Rechtsanwältin Barbara Wille, die den 44-jährigen Mann verteidigt, beantragte für ihren Mandanten einen Freispruch, eine Genugtuung für die Untersuchungshaft sowie eine Entschädigung für entstandene Kosten. Sie erklärte, dass die beiden Männer geplant hatten, in Löhningen eine Gastronomieberatungsfirma aufzubauen, womit sie aber nicht erfolgreich waren. «Es war dieses Projekt, das die beiden nach Löhningen führte», sagte sie. Danach übernahmen die zwei Männer im Frühling 2015 einen Gastronomiebetrieb in der Stadt Schaffhausen. Wille kritisierte die Arbeit von Polizei und Staatsanwaltschaft: Sie sprach von spärlichen Abklärungen, fehlenden Belegen und falschen Schlussfolgerungen. «Die Staatsanwaltschaft bleibt die Beweise für die Anklage schuldig», sagte sie.

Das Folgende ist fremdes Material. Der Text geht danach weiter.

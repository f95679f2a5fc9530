// Host-side tests for the observable theme flag and palettes.

use folio_core::{Hue, Palette, Theme, ThemeFlag};
use std::cell::RefCell;
use std::rc::Rc;

#[test]
fn defaults_to_dark() {
    assert_eq!(ThemeFlag::default().get(), Theme::Dark);
    assert_eq!(Theme::from_dark(false), Theme::Light);
}

#[test]
fn notifies_only_on_change() {
    let flag = ThemeFlag::new(Theme::Dark);
    let seen = Rc::new(RefCell::new(Vec::new()));
    let s = seen.clone();
    let _sub = flag.subscribe(move |t| s.borrow_mut().push(t));
    flag.set(Theme::Dark);
    flag.set(Theme::Light);
    flag.set(Theme::Light);
    flag.set(Theme::Dark);
    assert_eq!(*seen.borrow(), vec![Theme::Light, Theme::Dark]);
}

#[test]
fn unsubscribed_listener_is_silent() {
    let flag = ThemeFlag::new(Theme::Dark);
    let seen = Rc::new(RefCell::new(0));
    let s = seen.clone();
    let mut sub = flag.subscribe(move |_| *s.borrow_mut() += 1);
    assert_eq!(flag.subscriber_count(), 1);
    sub.unsubscribe();
    assert_eq!(flag.subscriber_count(), 0);
    flag.set(Theme::Light);
    assert_eq!(*seen.borrow(), 0);
}

#[test]
fn clones_share_state() {
    let flag = ThemeFlag::new(Theme::Light);
    let reader = flag.clone();
    flag.set(Theme::Dark);
    assert_eq!(reader.get(), Theme::Dark);
}

#[test]
fn listener_may_unsubscribe_itself_during_notify() {
    let flag = ThemeFlag::new(Theme::Dark);
    let slot: Rc<RefCell<Option<folio_core::Subscription>>> = Rc::new(RefCell::new(None));
    let s = slot.clone();
    let sub = flag.subscribe(move |_| {
        if let Some(mut sub) = s.borrow_mut().take() {
            sub.unsubscribe();
        }
    });
    *slot.borrow_mut() = Some(sub);
    flag.set(Theme::Light);
    assert_eq!(flag.subscriber_count(), 0);
    flag.set(Theme::Dark);
}

#[test]
fn palettes_differ_per_theme() {
    let dark = Palette::for_theme(Theme::Dark);
    let light = Palette::for_theme(Theme::Light);
    assert_ne!(dark, light);
    assert_eq!(dark.network_node.to_css(), "rgba(99, 102, 241, 0.6)");
    assert_eq!(light.rain_fade.to_css(), "rgba(255, 255, 255, 0.08)");
}

#[test]
fn light_theme_uses_stronger_tints() {
    for hue in [Hue::Accent, Hue::Purple, Hue::Blue, Hue::Green] {
        assert!(hue.particle(Theme::Light).a > hue.particle(Theme::Dark).a);
        assert!(hue.code(Theme::Light).a > hue.code(Theme::Dark).a);
    }
}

Die zweite Strafkammer des Kantonsgerichts (Vorsitz Andreas Textor, Kantonsrichterinnen Manuela Hardmeier und Eva Bengtsson) folgte in ihrem Urteil weitgehend der Anklage: Beide Männer wurden zu dreijährigen Haftstrafen verurteilt, wobei ein Jahr vollzogen und zwei Jahre bedingt aufgeschoben werden. Ebenfalls erhielten beide Männer bedingte Geldstrafen über 180 Tagessätze à 110 Franken, und sie müssen je 25 000 Franken Ersatzforderung an die Staatskasse abliefern – «als Ersatzforderung für den unrechtmässig erzielten Vermögensvorteil». Daneben werden ihnen auch Gerichtskosten und Barauslagen verrechnet.

In seiner Urteilsbegründung sah es Richter Textor als erwiesen an, dass die Männer den Hanfanbau gewerbsmässig und als Bande betrieben und damit mehr als eine Million Franken Umsatz erzielten. Zwar sei es fraglich, welche Mengen an Hanf tatsächlich produziert worden seien – jedoch erachtete das Gericht die von der Staatsanwaltschaft berechneten Erträge als Schätzung am unteren Rand, die von zahlreichen Indizien gestützt werde.

Auch wegen des Stromklaus wurden die beiden Männer verurteilt. Jedoch wurde die Schadenersatzforderung des EKS auf den Zivilweg verwiesen – auch weil das Gericht die Höhe des erlittenen Schadens tiefer einschätzte. Der Jüngere wurde auch ­wegen Drogenkonsum verurteilt.

Unmittelbar nach der Urteilseröffnung kündigten die Verteidiger an, das Urteil an die nächste Instanz weiterzuziehen. So wird sich also bald das Schaffhauser Obergericht mit dem Fall befassen.